Doch natürlich ist „Bad Monkeys“ keine ausführliche Psychologie- und Philosophie-Studie, sondern auch ein ganz famoser Roman. Jane Charlotte wächst in San Francisco der 70er Jahre auf. Als sie anfängt Drogen anzubauen, befreit ein Polizist sie aus ihrer Jugend und bringt sie zu Verwandten aufs Land; ihre Mutter hätte sie wegen ihres Drogen-Anbaus fast umgebracht. Schon in ihren frühen Jahren gerät Jane an die Organisation Bad Monkeys – freilich ohne es zu wissen. Die Pistole, die natürliche Todesursachen wie Herzinfarkt und Schlaganfall verschießt, legt beredtes Zeugnis ab. Doch es soll noch Jahre dauern bis Jane Charlotte offiziell bei Bad Monkeys rekrutiert wird.
Wen würdest Du töten? Den Nazi, der 5000 Juden tötete und nun als Eremit im Regenwald lebt, oder den Serienmörder, der wöchentlich ein neues Opfer fordert? Vor dieser Entscheidung steht auch Jane Charlotte. Befriedigung und Wohlwollen für die Menschheit sind zwei paar Schuhe.

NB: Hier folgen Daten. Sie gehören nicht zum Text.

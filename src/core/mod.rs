pub mod command;
pub mod domain;
pub mod errors;
pub mod exit;
pub mod instance;
pub mod options;
pub mod traits;
use itertools::Itertools;

use crate::constants::{TRACER_FILTERED_LINUX_CALLS, TRACER_FLAGS, TRACER_PREAMBLE_MARKER};
use crate::core::domain::{CompileOptions, Os};

/// Command line of the harness that replays a serialized program.
#[derive(Debug, Clone)]
pub struct ExecprogCmd<'a> {
    pub execprog: &'a str,
    pub executor: &'a str,
    pub os: Os,
    pub arch: &'a str,
    pub vm_type: &'a str,
    pub opts: &'a CompileOptions,
    /// Flags older harness binaries do not understand.
    pub optional_flags: bool,
    pub slowdown: u32,
    pub prog_file: &'a str,
}

impl ExecprogCmd<'_> {
    pub fn build(&self) -> String {
        let opts = self.opts;
        let repeat_count = if opts.repeat { 0 } else { 1 };

        let mut flags = vec![
            format!("-executor={}", self.executor),
            format!("-sandbox={}", opts.sandbox),
        ];
        if self.optional_flags {
            flags.push(format!("-sandbox_arg={}", opts.sandbox_arg));
        }
        flags.push(format!("-procs={}", opts.procs));
        flags.push(format!("-repeat={}", repeat_count));
        flags.push(format!("-threaded={}", opts.threaded));
        if !self.optional_flags {
            flags.push(format!("-collide={}", opts.collide));
        }
        flags.push("-cover=0".to_string());
        if let Some(fault) = opts.fault.filter(|f| f.call >= 0) {
            flags.push(format!("-fault_call={}", fault.call));
            flags.push(format!("-fault_nth={}", fault.nth));
        }

        format!(
            "{} {} -os={} -arch={} -type={} -timeout_scale={} {}",
            self.execprog,
            flags.join(" "),
            self.os,
            self.arch,
            self.vm_type,
            self.slowdown,
            self.prog_file
        )
    }
}

/// Prefixes `command` with a syscall tracer. On Linux the noisiest calls
/// are dropped inside the VM so they do not fill the console buffer.
pub fn wrap_with_tracer(tracer: &str, os: Os, command: &str) -> String {
    let filter = if os.is_linux_family() {
        format!(" -e \\!{}", TRACER_FILTERED_LINUX_CALLS.iter().join(","))
    } else {
        String::new()
    };
    format!("{}{} {} {}", tracer, filter, TRACER_FLAGS, command)
}

/// Header prepended to the output of a traced run.
pub fn tracer_preamble(wrapped_command: &str) -> Vec<u8> {
    format!("{}{}", wrapped_command, TRACER_PREAMBLE_MARKER).into_bytes()
}
// Unravel Check Tool
// Copyright (c) 2026 The Project Unravel Developers.
//
// This Source Code Form is subject to the terms of the Mozilla Public
// License, v. 2.0. If a copy of the MPL was not distributed with this
// file, You can obtain one at https://mozilla.org/MPL/2.0/.

use std::fs::File;
use std::io::BufReader;
use std::path::Path;

use serde::Deserialize;
use serde_json::Value;
use unravel_core::errors::{decode_error, Result};
use unravel_core::tree::LinkTable;

/// A decode job as stored on disk.
///
/// Every field is optional at the serialization level so that missing inputs are reported with
/// the same errors as malformed inputs.
#[derive(Deserialize, Debug, Default)]
struct RawJob {
    /// The codeword stream.
    stream: Option<Vec<u16>>,
    /// The link table. Entries may be stored as integers or integral floating point values.
    link: Option<Vec<f64>>,
    /// The number of symbols to decode.
    xsz: Option<Value>,
    /// The number of words of the stream that may be read. Defaults to the stream length.
    word_budget: Option<usize>,
    /// The expected output, if known.
    expected: Option<Vec<u64>>,
}

/// A validated decode job.
#[derive(Debug)]
pub struct Job {
    pub stream: Vec<u16>,
    pub link_table: LinkTable,
    pub xsz: usize,
    pub word_budget: usize,
    pub expected: Option<Vec<u64>>,
}

impl Job {
    /// Loads and validates a job from a JSON file.
    pub fn load(path: &Path) -> Result<Job> {
        let reader = BufReader::new(File::open(path)?);
        let raw: RawJob = serde_json::from_reader(reader).map_err(std::io::Error::from)?;
        Job::try_from_raw(raw)
    }

    /// Parses and validates a job from a JSON string.
    pub fn parse(json: &str) -> Result<Job> {
        let raw: RawJob = serde_json::from_str(json).map_err(std::io::Error::from)?;
        Job::try_from_raw(raw)
    }

    fn try_from_raw(raw: RawJob) -> Result<Job> {
        let (stream, link, xsz) = match (raw.stream, raw.link, raw.xsz) {
            (Some(stream), Some(link), Some(xsz)) => (stream, link, xsz),
            _ => return decode_error("stream, link, and xsz are all required"),
        };

        let xsz = parse_xsz(&xsz)?;

        let link_table = LinkTable::try_from_f64(&link)?;

        let word_budget = raw.word_budget.unwrap_or(stream.len());

        if let Some(expected) = &raw.expected {
            if expected.len() != xsz {
                return decode_error("expected output length does not match xsz");
            }
        }

        Ok(Job { stream, link_table, xsz, word_budget, expected: raw.expected })
    }
}

/// The output size must be a single non-negative integral number.
fn parse_xsz(value: &Value) -> Result<usize> {
    let xsz = match value {
        Value::Number(num) => num.as_f64(),
        // A one element array is still a scalar.
        Value::Array(items) if items.len() == 1 => items[0].as_f64(),
        _ => None,
    };

    match xsz {
        Some(xsz) if xsz.is_finite() && xsz >= 0.0 && xsz.fract() == 0.0 => {
            if xsz > usize::MAX as f64 {
                return decode_error("xsz is too large");
            }
            Ok(xsz as usize)
        }
        _ => decode_error("xsz must be a non-negative integer scalar"),
    }
}

#[cfg(test)]
mod tests {
    use super::Job;
    use unravel_core::errors::Error;

    #[test]
    fn verify_job_parse() {
        let job = Job::parse(r#"{ "stream": [32768], "link": [2, -5.0, -7], "xsz": 2 }"#).unwrap();

        assert_eq!(job.stream, vec![0x8000]);
        assert_eq!(job.link_table.entries(), &[2, -5, -7]);
        assert_eq!(job.xsz, 2);
        assert_eq!(job.word_budget, 1);
        assert!(job.expected.is_none());

        let job = Job::parse(
            r#"{ "stream": [], "link": [-1], "xsz": [3.0], "word_budget": 0, "expected": [1, 1, 1] }"#,
        )
        .unwrap();

        assert_eq!(job.xsz, 3);
        assert_eq!(job.expected, Some(vec![1, 1, 1]));
    }

    #[test]
    fn verify_job_rejects_bad_inputs() {
        // Missing input.
        assert!(matches!(Job::parse(r#"{ "stream": [], "xsz": 1 }"#), Err(Error::DecodeError(_))));

        // Non-scalar, negative, and fractional sizes.
        for xsz in ["[1, 2]", "-1", "1.5", "\"3\""] {
            let json = format!(r#"{{ "stream": [], "link": [-1], "xsz": {} }}"#, xsz);
            assert!(matches!(Job::parse(&json), Err(Error::DecodeError(_))));
        }

        // Non-integral link entry.
        assert!(matches!(
            Job::parse(r#"{ "stream": [], "link": [0.5], "xsz": 1 }"#),
            Err(Error::DecodeError(_))
        ));

        // Expected output of the wrong length.
        assert!(matches!(
            Job::parse(r#"{ "stream": [], "link": [-1], "xsz": 1, "expected": [] }"#),
            Err(Error::DecodeError(_))
        ));

        // Malformed JSON.
        assert!(matches!(Job::parse("{"), Err(Error::IoError(_))));
    }
}
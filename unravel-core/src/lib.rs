// Unravel
// Copyright (c) 2026 The Project Unravel Developers.
//
// This Source Code Form is subject to the terms of the Mozilla Public
// License, v. 2.0. If a copy of the MPL was not distributed with this
// file, You can obtain one at https://mozilla.org/MPL/2.0/.

#![forbid(unsafe_code)]

//! Shared structs, traits, and bit-level I/O for Project Unravel.

pub mod codecs;
pub mod errors;
pub mod io;
pub mod tree;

Ich kann nicht viel zu Story sagen (zu schnell ist zu viel verraten). Ich kann aber sehr wohl verraten, dass Du auf deine Nackenwirbel aufpassen solltest. Matt Ruff verdreht den Handlungsfaden ohne Vorwarnung mehrmals komplett um 180°. Immer dann, wenn man glaubt Ha, jetzt habe ich die Lösung gefunden! darf man bei Null anfangen und den weiteren Ausführungen Jane Charlottes machtlos lauschen. Willkürlich verdreht Matt Ruff die Geschichte nicht. Jede Wendung in der Handlung ist wohl überlegt und trägt zur Auflösung bei. Verwirrend sind die Richtungsänderungen, aber ebenso gebannt wartet man auf sie.

Fazit

Die Rahmenhandlung in der Psychiatrie gibt der Geschichte den nötigen Halt, die abrupten Handlungsänderungen, die so manches Mal alles bisher geglaubte auf den Kopf stellen, zu verkraften. „Bad Monkeys“ ist zugleich einfach und doch komplex – und gerade darum sollte man diesen Geniestreich lesen.